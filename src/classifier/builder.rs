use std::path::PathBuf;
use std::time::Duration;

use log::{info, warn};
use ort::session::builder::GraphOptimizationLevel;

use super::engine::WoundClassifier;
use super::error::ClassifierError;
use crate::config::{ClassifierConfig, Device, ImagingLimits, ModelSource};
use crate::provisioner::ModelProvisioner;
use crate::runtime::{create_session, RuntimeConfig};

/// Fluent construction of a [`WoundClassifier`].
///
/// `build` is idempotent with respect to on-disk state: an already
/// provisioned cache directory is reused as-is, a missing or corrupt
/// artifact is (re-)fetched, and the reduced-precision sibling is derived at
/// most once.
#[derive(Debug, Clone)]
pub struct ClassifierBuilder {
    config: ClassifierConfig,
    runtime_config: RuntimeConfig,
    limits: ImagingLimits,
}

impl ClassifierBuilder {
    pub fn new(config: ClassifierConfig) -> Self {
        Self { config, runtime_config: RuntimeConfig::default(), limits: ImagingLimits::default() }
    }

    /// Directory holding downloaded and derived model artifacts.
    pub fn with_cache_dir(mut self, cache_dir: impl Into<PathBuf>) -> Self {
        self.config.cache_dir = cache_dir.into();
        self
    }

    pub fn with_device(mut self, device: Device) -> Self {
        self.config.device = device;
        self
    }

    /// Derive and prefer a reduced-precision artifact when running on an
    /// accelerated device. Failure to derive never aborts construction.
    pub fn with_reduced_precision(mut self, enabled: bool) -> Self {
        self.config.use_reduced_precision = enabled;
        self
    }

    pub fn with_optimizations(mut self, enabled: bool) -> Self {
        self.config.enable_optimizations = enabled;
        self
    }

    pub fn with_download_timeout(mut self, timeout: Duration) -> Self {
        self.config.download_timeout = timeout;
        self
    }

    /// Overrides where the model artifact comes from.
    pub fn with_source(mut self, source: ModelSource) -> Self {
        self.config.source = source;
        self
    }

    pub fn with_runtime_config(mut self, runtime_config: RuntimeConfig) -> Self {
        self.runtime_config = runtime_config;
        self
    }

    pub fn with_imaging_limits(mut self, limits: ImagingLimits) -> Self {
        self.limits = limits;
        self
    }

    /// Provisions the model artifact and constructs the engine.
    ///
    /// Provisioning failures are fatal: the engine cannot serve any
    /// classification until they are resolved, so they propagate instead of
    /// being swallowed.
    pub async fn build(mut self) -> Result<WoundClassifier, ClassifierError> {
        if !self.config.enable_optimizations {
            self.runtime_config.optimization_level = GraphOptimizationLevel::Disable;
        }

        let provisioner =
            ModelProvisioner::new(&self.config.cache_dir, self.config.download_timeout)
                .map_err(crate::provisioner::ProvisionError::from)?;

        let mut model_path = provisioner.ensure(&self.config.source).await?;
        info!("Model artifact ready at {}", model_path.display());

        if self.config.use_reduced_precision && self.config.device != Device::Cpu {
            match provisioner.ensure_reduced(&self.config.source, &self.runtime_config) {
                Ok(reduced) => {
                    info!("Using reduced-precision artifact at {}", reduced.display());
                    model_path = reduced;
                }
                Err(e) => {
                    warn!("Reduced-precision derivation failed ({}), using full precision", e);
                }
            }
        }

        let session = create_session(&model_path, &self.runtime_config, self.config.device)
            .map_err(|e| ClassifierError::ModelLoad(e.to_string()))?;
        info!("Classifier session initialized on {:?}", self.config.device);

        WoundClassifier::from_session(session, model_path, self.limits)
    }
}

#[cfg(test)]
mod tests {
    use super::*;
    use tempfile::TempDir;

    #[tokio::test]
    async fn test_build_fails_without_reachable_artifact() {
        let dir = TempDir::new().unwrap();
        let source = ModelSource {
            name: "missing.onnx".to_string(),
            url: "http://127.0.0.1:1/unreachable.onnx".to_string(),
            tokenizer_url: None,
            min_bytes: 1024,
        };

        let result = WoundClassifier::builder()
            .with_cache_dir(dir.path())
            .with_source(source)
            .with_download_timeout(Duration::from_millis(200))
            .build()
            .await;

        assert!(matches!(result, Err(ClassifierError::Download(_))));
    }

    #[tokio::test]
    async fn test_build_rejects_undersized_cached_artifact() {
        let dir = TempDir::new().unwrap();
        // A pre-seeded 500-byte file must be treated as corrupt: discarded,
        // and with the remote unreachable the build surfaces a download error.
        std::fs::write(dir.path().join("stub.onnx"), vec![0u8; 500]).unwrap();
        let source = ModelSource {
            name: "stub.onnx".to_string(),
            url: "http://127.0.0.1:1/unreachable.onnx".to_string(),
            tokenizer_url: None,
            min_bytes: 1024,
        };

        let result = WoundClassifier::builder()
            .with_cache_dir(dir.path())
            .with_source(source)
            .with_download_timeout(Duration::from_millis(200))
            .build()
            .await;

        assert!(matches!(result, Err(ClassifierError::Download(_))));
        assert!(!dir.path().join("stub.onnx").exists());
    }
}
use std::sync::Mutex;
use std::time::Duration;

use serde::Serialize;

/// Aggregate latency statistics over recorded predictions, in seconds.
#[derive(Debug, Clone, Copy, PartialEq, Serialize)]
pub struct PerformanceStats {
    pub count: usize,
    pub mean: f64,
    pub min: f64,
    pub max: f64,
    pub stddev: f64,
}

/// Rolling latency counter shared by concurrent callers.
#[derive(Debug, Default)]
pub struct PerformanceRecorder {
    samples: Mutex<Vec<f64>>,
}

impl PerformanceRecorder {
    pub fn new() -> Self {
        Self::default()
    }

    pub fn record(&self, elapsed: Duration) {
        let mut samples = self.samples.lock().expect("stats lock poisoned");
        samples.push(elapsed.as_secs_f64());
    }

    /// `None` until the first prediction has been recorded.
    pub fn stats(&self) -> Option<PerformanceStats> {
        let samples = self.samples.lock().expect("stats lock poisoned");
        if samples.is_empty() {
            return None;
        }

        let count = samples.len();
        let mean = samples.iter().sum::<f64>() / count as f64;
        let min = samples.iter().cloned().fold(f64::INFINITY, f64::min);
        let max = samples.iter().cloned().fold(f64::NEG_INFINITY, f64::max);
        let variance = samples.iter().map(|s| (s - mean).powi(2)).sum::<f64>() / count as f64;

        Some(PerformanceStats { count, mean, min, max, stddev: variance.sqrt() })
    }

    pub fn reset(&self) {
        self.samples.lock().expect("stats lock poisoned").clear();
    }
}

**Brief:** Each record, exactly as written, is to be printed again.

**Reply to the exercise:**
filename src/classifier/builder.rs
use std::path::PathBuf;
use std::time::Duration;

use log::{info, warn};
use ort::session::builder::GraphOptimizationLevel;

use super::engine::WoundClassifier;
use super::error::ClassifierError;
use crate::config::{ClassifierConfig, Device, ImagingLimits, ModelSource};
use crate::provisioner::ModelProvisioner;
use crate::runtime::{create_session, RuntimeConfig};

/// Fluent construction of a [`WoundClassifier`].
///
/// `build` is idempotent with respect to on-disk state: an already
/// provisioned cache directory is reused as-is, a missing or corrupt
/// artifact is (re-)fetched, and the reduced-precision sibling is derived at
/// most once.
#[derive(Debug, Clone)]
pub struct ClassifierBuilder {
    config: ClassifierConfig,
    runtime_config: RuntimeConfig,
    limits: ImagingLimits,
}

impl ClassifierBuilder {
    pub fn new(config: ClassifierConfig) -> Self {
        Self { config, runtime_config: RuntimeConfig::default(), limits: ImagingLimits::default() }
    }

    /// Directory holding downloaded and derived model artifacts.
    pub fn with_cache_dir(mut self, cache_dir: impl Into<PathBuf>) -> Self {
        self.config.cache_dir = cache_dir.into();
        self
    }

    pub fn with_device(mut self, device: Device) -> Self {
        self.config.device = device;
        self
    }

    /// Derive and prefer a reduced-precision artifact when running on an
    /// accelerated device. Failure to derive never aborts construction.
    pub fn with_reduced_precision(mut self, enabled: bool) -> Self {
        self.config.use_reduced_precision = enabled;
        self
    }

    pub fn with_optimizations(mut self, enabled: bool) -> Self {
        self.config.enable_optimizations = enabled;
        self
    }

    pub fn with_download_timeout(mut self, timeout: Duration) -> Self {
        self.config.download_timeout = timeout;
        self
    }

    /// Overrides where the model artifact comes from.
    pub fn with_source(mut self, source: ModelSource) -> Self {
        self.config.source = source;
        self
    }

    pub fn with_runtime_config(mut self, runtime_config: RuntimeConfig) -> Self {
        self.runtime_config = runtime_config;
        self
    }

    pub fn with_imaging_limits(mut self, limits: ImagingLimits) -> Self {
        self.limits = limits;
        self
    }

    /// Provisions the model artifact and constructs the engine.
    ///
    /// Provisioning failures are fatal: the engine cannot serve any
    /// classification until they are resolved, so they propagate instead of
    /// being swallowed.
    pub async fn build(mut self) -> Result<WoundClassifier, ClassifierError> {
        if !self.config.enable_optimizations {
            self.runtime_config.optimization_level = GraphOptimizationLevel::Disable;
        }

        let provisioner =
            ModelProvisioner::new(&self.config.cache_dir, self.config.download_timeout)
                .map_err(crate::provisioner::ProvisionError::from)?;

        let mut model_path = provisioner.ensure(&self.config.source).await?;
        info!("Model artifact ready at {}", model_path.display());

        if self.config.use_reduced_precision && self.config.device != Device::Cpu {
            match provisioner.ensure_reduced(&self.config.source, &self.runtime_config) {
                Ok(reduced) => {
                    info!("Using reduced-precision artifact at {}", reduced.display());
                    model_path = reduced;
                }
                Err(e) => {
                    warn!("Reduced-precision derivation failed ({}), using full precision", e);
                }
            }
        }

        let session = create_session(&model_path, &self.runtime_config, self.config.device)
            .map_err(|e| ClassifierError::ModelLoad(e.to_string()))?;
        info!("Classifier session initialized on {:?}", self.config.device);

        WoundClassifier::from_session(session, model_path, self.limits)
    }
}

#[cfg(test)]
mod tests {
    use super::*;
    use tempfile::TempDir;

    #[tokio::test]
    async fn test_build_fails_without_reachable_artifact() {
        let dir = TempDir::new().unwrap();
        let source = ModelSource {
            name: "missing.onnx".to_string(),
            url: "http://127.0.0.1:1/unreachable.onnx".to_string(),
            tokenizer_url: None,
            min_bytes: 1024,
        };

        let result = WoundClassifier::builder()
            .with_cache_dir(dir.path())
            .with_source(source)
            .with_download_timeout(Duration::from_millis(200))
            .build()
            .await;

        assert!(matches!(result, Err(ClassifierError::Download(_))));
    }

    #[tokio::test]
    async fn test_build_rejects_undersized_cached_artifact() {
        let dir = TempDir::new().unwrap();
        // A pre-seeded 500-byte file must be treated as corrupt: discarded,
        // and with the remote unreachable the build surfaces a download error.
        std::fs::write(dir.path().join("stub.onnx"), vec![0u8; 500]).unwrap();
        let source = ModelSource {
            name: "stub.onnx".to_string(),
            url: "http://127.0.0.1:1/unreachable.onnx".to_string(),
            tokenizer_url: None,
            min_bytes: 1024,
        };

        let result = WoundClassifier::builder()
            .with_cache_dir(dir.path())
            .with_source(source)
            .with_download_timeout(Duration::from_millis(200))
            .build()
            .await;

        assert!(matches!(result, Err(ClassifierError::Download(_))));
        assert!(!dir.path().join("stub.onnx").exists());
    }
}
use std::sync::Mutex;
use std::time::Duration;

use serde::Serialize;

/// Aggregate latency statistics over recorded predictions, in seconds.
#[derive(Debug, Clone, Copy, PartialEq, Serialize)]
pub struct PerformanceStats {
    pub count: usize,
    pub mean: f64,
    pub min: f64,
    pub max: f64,
    pub stddev: f64,
}

/// Rolling latency counter shared by concurrent callers.
#[derive(Debug, Default)]
pub struct PerformanceRecorder {
    samples: Mutex<Vec<f64>>,
}

impl PerformanceRecorder {
    pub fn new() -> Self {
        Self::default()
    }

    pub fn record(&self, elapsed: Duration) {
        let mut samples = self.samples.lock().expect("stats lock poisoned");
        samples.push(elapsed.as_secs_f64());
    }

    /// `None` until the first prediction has been recorded.
    pub fn stats(&self) -> Option<PerformanceStats> {
        let samples = self.samples.lock().expect("stats lock poisoned");
        if samples.is_empty() {
            return None;
        }

        let count = samples.len();
        let mean = samples.iter().sum::<f64>() / count as f64;
        let min = samples.iter().cloned().fold(f64::INFINITY, f64::min);
        let max = samples.iter().cloned().fold(f64::NEG_INFINITY, f64::max);
        let variance = samples.iter().map(|s| (s - mean).powi(2)).sum::<f64>() / count as f64;

        Some(PerformanceStats { count, mean, min, max, stddev: variance.sqrt() })
    }

    pub fn reset(&self) {
        self.samples.lock().expect("stats lock poisoned").clear();
    }
}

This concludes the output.